* _BRIEF_
The word "super" marks the lines to keep; find each one in the data and copy it.

(INPUT RECORDS)

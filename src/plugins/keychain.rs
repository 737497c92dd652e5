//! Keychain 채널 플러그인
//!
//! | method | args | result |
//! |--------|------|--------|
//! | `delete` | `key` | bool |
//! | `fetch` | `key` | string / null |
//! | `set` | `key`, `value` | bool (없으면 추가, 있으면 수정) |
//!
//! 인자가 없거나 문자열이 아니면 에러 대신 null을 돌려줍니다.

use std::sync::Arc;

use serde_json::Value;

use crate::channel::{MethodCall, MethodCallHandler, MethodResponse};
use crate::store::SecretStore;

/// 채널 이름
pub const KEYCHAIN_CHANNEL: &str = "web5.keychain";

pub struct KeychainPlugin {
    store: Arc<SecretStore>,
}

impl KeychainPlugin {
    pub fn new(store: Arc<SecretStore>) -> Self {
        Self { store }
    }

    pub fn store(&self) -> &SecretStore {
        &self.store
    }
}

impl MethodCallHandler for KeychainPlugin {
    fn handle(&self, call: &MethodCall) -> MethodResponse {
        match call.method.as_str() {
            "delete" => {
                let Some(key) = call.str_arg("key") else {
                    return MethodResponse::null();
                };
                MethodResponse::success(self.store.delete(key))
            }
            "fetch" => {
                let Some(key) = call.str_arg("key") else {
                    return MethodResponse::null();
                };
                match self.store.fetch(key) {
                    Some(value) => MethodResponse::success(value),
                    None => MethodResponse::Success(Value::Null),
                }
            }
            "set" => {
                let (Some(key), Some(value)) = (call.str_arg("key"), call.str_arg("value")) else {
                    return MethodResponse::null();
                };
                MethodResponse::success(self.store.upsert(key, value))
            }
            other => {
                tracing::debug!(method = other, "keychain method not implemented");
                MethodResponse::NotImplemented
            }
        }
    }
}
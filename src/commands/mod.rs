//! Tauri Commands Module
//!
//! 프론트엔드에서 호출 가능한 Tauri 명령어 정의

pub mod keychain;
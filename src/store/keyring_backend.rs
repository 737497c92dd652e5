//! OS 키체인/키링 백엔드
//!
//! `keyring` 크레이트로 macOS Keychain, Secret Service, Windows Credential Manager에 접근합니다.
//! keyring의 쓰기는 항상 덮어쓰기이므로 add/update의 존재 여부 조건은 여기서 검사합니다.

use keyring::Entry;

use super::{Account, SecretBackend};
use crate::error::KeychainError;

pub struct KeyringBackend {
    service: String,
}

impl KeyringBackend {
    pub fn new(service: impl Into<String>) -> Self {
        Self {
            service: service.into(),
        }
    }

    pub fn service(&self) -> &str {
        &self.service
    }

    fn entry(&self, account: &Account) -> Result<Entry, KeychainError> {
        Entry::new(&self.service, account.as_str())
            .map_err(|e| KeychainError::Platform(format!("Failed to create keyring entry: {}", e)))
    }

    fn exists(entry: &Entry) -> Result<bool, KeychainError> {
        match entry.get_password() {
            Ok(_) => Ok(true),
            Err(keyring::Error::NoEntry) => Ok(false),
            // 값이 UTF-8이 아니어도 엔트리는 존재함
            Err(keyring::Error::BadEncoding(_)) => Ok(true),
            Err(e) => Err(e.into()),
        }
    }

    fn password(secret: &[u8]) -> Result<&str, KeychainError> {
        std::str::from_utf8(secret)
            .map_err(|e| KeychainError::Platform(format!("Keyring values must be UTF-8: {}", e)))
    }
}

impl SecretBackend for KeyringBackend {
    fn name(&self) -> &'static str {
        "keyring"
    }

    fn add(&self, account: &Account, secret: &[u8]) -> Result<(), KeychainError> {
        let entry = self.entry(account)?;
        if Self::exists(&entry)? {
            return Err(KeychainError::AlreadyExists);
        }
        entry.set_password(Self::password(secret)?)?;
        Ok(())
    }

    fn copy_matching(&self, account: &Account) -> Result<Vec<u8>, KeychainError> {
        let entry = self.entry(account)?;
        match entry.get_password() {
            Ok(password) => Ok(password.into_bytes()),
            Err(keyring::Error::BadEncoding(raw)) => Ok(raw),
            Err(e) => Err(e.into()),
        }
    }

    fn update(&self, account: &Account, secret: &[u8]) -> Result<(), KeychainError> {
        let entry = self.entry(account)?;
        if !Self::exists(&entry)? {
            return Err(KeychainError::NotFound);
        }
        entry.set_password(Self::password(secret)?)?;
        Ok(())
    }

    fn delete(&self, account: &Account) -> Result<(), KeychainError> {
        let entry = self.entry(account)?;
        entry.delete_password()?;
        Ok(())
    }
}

(End INPUT RECORDS)
(INPUT RECORDS)

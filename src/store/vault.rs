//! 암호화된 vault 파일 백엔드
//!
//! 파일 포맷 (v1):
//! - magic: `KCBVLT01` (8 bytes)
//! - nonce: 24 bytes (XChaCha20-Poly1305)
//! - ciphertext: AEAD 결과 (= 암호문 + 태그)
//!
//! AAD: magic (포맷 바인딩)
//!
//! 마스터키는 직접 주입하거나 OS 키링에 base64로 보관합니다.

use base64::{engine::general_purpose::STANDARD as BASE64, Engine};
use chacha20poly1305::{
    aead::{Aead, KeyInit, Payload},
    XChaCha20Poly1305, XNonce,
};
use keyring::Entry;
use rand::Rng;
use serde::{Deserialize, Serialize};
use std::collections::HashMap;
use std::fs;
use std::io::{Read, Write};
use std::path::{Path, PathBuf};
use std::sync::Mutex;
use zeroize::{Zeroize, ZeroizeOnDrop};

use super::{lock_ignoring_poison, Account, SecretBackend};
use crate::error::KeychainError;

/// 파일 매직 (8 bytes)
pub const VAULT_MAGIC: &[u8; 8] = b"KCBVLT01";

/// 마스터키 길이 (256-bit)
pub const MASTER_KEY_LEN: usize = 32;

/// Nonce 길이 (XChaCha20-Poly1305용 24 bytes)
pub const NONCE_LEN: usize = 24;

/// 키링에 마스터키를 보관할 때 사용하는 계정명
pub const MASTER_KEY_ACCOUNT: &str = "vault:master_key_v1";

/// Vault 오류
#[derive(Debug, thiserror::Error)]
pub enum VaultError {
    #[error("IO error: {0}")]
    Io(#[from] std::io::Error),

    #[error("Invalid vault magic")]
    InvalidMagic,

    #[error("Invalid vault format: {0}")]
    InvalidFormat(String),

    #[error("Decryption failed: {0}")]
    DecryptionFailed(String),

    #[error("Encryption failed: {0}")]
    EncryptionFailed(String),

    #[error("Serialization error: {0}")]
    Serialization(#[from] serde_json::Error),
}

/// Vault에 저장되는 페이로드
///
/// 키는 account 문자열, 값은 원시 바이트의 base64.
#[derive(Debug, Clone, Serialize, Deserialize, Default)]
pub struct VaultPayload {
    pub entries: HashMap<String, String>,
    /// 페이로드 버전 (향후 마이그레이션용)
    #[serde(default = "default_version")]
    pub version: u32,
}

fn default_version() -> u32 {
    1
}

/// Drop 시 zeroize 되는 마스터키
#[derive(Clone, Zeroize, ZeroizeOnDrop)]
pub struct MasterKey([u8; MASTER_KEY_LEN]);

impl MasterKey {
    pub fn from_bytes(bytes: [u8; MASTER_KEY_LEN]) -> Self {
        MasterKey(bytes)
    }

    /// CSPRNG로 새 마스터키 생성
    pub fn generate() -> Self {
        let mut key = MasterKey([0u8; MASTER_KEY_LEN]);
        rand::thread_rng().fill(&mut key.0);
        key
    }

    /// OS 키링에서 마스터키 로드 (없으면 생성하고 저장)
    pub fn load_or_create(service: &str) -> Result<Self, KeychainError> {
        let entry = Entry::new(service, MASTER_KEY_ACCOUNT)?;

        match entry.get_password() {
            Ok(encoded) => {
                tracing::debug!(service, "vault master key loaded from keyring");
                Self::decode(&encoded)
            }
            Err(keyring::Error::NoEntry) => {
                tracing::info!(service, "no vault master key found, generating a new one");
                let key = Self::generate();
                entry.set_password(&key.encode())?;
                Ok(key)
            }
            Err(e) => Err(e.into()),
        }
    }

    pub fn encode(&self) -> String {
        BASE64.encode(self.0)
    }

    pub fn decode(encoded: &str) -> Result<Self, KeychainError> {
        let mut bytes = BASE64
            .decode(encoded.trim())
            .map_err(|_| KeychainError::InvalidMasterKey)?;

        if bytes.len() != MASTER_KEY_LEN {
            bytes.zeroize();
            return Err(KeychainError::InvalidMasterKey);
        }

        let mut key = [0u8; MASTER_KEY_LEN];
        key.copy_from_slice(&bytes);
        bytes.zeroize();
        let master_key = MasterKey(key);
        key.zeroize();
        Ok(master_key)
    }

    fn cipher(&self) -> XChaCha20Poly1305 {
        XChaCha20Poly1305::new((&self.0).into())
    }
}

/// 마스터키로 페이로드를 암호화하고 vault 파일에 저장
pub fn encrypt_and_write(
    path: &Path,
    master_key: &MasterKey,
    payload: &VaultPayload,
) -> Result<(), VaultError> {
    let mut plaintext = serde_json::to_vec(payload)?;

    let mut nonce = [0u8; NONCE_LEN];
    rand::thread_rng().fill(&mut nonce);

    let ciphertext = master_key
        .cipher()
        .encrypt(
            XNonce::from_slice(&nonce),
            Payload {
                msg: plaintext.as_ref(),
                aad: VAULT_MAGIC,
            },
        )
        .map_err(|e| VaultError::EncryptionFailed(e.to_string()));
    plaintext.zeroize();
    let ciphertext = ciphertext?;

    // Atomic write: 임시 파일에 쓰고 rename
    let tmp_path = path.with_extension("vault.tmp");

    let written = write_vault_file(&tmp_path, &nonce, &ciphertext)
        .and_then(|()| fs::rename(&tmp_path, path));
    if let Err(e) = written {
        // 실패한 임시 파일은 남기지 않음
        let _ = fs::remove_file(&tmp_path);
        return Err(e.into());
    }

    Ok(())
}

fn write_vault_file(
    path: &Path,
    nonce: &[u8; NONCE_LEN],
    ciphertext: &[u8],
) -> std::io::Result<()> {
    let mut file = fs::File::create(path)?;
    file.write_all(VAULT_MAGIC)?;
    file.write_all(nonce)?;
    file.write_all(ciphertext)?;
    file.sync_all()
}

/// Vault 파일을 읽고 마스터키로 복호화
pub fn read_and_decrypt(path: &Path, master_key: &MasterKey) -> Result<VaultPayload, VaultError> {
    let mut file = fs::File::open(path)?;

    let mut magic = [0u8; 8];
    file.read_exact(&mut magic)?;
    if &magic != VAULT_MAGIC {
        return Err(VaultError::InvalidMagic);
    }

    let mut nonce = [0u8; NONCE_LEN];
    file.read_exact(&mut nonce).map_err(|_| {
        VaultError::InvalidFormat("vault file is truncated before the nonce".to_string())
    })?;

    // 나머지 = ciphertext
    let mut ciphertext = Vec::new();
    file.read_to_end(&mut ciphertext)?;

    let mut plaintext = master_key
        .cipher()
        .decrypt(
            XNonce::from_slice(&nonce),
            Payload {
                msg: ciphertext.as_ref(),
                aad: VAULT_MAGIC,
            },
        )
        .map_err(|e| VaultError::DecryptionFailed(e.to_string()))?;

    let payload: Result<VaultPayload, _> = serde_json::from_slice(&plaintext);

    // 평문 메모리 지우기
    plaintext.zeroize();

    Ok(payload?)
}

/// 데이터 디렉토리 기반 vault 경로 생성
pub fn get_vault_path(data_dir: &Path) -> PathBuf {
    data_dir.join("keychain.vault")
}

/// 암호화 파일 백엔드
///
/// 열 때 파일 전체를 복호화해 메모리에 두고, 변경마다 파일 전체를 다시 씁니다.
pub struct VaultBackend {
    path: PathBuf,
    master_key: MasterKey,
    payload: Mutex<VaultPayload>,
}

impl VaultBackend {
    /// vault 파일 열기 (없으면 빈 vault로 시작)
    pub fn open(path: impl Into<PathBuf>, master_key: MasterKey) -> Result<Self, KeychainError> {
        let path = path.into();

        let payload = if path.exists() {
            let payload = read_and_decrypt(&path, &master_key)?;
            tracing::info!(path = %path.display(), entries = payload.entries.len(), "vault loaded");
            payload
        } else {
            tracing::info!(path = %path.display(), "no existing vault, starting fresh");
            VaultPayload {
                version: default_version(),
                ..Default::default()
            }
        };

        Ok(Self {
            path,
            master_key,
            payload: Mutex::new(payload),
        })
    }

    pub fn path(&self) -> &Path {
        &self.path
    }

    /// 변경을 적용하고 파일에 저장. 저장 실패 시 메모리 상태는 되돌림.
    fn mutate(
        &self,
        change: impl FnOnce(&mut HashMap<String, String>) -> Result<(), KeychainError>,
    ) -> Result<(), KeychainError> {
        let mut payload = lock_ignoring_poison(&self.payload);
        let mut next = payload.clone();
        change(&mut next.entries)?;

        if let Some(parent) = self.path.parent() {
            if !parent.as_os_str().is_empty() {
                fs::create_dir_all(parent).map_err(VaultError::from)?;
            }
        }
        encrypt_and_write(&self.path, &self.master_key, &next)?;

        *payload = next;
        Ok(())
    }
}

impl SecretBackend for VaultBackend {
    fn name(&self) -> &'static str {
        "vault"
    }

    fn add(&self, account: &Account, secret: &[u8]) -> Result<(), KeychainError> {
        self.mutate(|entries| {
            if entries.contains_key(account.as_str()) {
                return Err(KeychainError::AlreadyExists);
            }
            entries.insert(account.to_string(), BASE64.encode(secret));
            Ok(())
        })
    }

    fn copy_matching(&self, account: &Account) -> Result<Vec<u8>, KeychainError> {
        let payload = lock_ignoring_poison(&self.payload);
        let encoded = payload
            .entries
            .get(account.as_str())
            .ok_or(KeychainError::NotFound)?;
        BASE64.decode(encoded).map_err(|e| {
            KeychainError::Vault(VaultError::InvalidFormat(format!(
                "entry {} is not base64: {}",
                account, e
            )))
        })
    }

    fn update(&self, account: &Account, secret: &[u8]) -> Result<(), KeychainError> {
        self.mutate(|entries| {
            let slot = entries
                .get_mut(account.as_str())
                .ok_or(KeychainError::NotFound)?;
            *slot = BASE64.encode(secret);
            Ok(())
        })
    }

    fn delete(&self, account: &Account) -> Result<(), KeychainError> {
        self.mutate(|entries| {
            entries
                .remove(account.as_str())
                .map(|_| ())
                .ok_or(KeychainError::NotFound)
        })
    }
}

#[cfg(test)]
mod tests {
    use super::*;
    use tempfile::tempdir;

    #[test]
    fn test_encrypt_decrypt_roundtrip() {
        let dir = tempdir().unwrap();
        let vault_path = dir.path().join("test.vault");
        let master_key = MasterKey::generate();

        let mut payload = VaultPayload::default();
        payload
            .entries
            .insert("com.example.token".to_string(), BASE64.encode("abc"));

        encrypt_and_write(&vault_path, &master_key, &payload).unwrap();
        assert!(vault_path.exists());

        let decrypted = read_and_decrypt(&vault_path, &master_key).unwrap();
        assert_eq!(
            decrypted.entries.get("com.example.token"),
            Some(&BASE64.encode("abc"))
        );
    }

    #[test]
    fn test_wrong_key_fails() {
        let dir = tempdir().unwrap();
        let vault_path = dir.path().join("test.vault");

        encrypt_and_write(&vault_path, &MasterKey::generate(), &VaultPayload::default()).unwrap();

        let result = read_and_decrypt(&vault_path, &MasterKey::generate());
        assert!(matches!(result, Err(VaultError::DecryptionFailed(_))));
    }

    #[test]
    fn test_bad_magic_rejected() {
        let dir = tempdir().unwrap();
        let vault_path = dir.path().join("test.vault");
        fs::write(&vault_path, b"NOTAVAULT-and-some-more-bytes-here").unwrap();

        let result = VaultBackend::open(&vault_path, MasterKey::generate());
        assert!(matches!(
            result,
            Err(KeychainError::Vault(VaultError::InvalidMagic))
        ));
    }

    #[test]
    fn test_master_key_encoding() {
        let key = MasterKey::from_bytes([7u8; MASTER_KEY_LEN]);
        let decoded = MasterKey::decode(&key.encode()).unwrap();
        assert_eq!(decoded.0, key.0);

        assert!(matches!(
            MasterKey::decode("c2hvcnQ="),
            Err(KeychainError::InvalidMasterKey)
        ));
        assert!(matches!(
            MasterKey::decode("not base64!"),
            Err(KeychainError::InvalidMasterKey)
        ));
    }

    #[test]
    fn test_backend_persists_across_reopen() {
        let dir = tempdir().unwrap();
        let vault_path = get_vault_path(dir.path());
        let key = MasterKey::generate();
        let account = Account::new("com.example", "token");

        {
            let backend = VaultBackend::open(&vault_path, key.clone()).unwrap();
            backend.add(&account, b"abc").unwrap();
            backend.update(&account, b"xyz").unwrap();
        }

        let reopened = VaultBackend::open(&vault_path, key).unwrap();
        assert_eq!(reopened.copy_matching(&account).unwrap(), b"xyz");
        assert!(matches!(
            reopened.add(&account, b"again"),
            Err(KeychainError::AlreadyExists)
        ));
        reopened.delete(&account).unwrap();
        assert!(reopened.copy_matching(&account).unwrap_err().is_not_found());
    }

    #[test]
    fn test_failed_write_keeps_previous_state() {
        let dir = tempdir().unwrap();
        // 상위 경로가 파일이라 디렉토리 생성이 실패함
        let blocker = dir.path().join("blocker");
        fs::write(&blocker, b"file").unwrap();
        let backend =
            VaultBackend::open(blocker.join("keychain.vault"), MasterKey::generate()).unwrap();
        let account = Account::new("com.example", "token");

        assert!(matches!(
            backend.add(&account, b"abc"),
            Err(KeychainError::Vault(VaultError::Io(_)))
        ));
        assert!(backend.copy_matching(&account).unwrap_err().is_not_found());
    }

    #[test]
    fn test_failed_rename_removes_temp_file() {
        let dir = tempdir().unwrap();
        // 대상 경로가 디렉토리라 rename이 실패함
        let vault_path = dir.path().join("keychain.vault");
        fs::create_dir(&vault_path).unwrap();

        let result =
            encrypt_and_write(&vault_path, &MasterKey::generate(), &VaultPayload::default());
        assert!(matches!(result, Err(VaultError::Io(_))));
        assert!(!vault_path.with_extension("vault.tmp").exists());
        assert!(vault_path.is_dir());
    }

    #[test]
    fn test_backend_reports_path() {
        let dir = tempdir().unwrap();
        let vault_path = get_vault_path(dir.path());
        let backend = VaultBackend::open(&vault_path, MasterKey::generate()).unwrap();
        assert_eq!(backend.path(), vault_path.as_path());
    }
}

(End INPUT RECORDS)

* _EXERCISE RESPONSE_
use super::{Account, SecretBackend};
use super::{lock_ignoring_poison, Account, SecretBackend};
    use super::*;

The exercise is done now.